Multiregional blood-brain barrier phenotyping identifies the prefrontal cortex as the most vulnerable region to ageing in mice.

Abstract

Age-associated vascular alterations make the brain more vulnerable to neuropathologies. Research in humans and rodents has demonstrated structural, molecular, and functional alterations of the aged brain vasculature that suggest blood-brain barrier dysfunction. However, these studies focused on particular features of the blood-brain barrier and specific brain regions. Thus, it remains unclear if and which blood-brain barrier age-associated phenotypes are conserved across brain areas. Moreover, there is very limited information about how blood-brain barrier dysfunction and cell-specific phenotypes relate to each other. In this manuscript, we use immunofluorescence, transmission electron microscopy, and permeability assays to assess how age-associated blood-brain barrier molecular, structural, and functional phenotypes correlate between the blood-brain barrier cell types at three brain regions (prefrontal cortex, hippocampus, and corpus callosum) during mouse early ageing.
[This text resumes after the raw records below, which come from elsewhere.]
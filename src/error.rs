//! Shared error types: source locations and scan errors

use std::fmt;

use ariadne::{Color, Label, Report, ReportKind, Source};
use thiserror::Error;

/// Byte range in source text
pub type Span = std::ops::Range<usize>;

/// Where something came from: a file label and a 1-based line number
#[derive(Debug, Clone, PartialEq, Eq)]
pub struct Location {
    pub file: String,
    pub line: usize,
}

impl Location {
    pub fn new(file: impl Into<String>, line: usize) -> Self {
        Self {
            file: file.into(),
            line,
        }
    }
}

impl fmt::Display for Location {
    fn fmt(&self, f: &mut fmt::Formatter<'_>) -> fmt::Result {
        write!(f, "{}:{}", self.file, self.line)
    }
}

/// A malformed sigil in source or template text
#[derive(Error, Debug, Clone, PartialEq)]
pub enum ScanError {
    #[error("{location}: unterminated argument list for '{sigil}' (missing closing '||') near `{snippet}`")]
    UnterminatedArguments {
        sigil: String,
        location: Location,
        span: Span,
        snippet: String,
    },

    #[error("{location}: argument list without a name near `{snippet}`")]
    MissingName {
        location: Location,
        span: Span,
        snippet: String,
    },
}

impl ScanError {
    pub fn location(&self) -> &Location {
        match self {
            ScanError::UnterminatedArguments { location, .. }
            | ScanError::MissingName { location, .. } => location,
        }
    }

    pub fn span(&self) -> &Span {
        match self {
            ScanError::UnterminatedArguments { span, .. } | ScanError::MissingName { span, .. } => {
                span
            }
        }
    }

    /// Format the error with source context using ariadne
    pub fn format(&self, source: &str, filename: &str) -> String {
        let mut buf = Vec::new();
        let span = self.span().clone();
        let message = match self {
            ScanError::UnterminatedArguments { sigil, .. } => {
                format!("argument list of '{}' is never closed", sigil)
            }
            ScanError::MissingName { .. } => "argument list has no command or template name".to_string(),
        };

        let written = Report::build(ReportKind::Error, filename, span.start)
            .with_message(&message)
            .with_label(
                Label::new((filename, span))
                    .with_message(message.clone())
                    .with_color(Color::Red),
            )
            .finish()
            .write((filename, Source::from(source)), &mut buf);

        match written {
            Ok(()) => String::from_utf8_lossy(&buf).into_owned(),
            Err(_) => self.to_string(),
        }
    }
}

/// 1-based line number of a byte offset
pub fn line_of(text: &str, offset: usize) -> usize {
    let end = offset.min(text.len());
    text.as_bytes()[..end].iter().filter(|b| **b == b'\n').count() + 1
}

/// The text from `offset` to the end of its line, shortened for messages
pub fn snippet_at(text: &str, offset: usize) -> String {
    let start = offset.min(text.len());
    let rest = &text[start..];
    let line = rest.lines().next().unwrap_or("");
    line.chars().take(40).collect()
}
//! Error types for curve expression evaluation

use thiserror::Error;

use crate::error::Location;

/// What went wrong inside one expression
#[derive(Debug, Error, Clone, PartialEq)]
pub enum EvalFault {
    #[error("syntax error at offset {position}: {message}")]
    Syntax { message: String, position: usize },

    #[error("unknown name `{0}`")]
    UnknownName(String),

    #[error("unknown function `{0}`")]
    UnknownFunction(String),

    #[error("`{function}` expects {expected} argument(s), got {found}")]
    Arity {
        function: String,
        expected: &'static str,
        found: usize,
    },

    #[error("shape mismatch in `{op}`: {left} vs {right}")]
    Shape {
        op: String,
        left: String,
        right: String,
    },

    #[error("division by zero")]
    DivisionByZero,

    #[error("index {index} out of range for length {len}")]
    IndexOutOfRange { index: i64, len: usize },

    #[error("{0}")]
    Type(String),
}

impl EvalFault {
    pub fn type_error(message: impl Into<String>) -> Self {
        EvalFault::Type(message.into())
    }
}

/// A curve expression that failed to evaluate
#[derive(Debug, Error, Clone, PartialEq)]
#[error("{location}: curve '{curve}' of plot '{plot}': cannot evaluate `{expression}`: {fault}")]
pub struct ExpressionError {
    pub plot: String,
    pub curve: String,
    pub expression: String,
    pub location: Location,
    #[source]
    pub fault: EvalFault,
}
We discovered that at 18-20 months of age, changes to the mouse blood-brain barrier are subtle. The prefrontal cortex blood-brain barrier is the most affected by age, with alterations in brain endothelial cell protein expression, blood-brain barrier permeability, basement membrane thickness, and astrocyte endfoot size when compared with young mice. Here, we deliver a detailed multicellular characterization of region-dependent blood-brain barrier changes at early stages of ageing. Our data paves the way for future studies to investigate how region-specific blood-brain barrier dysfunction may contribute to disease-associated regional vulnerability.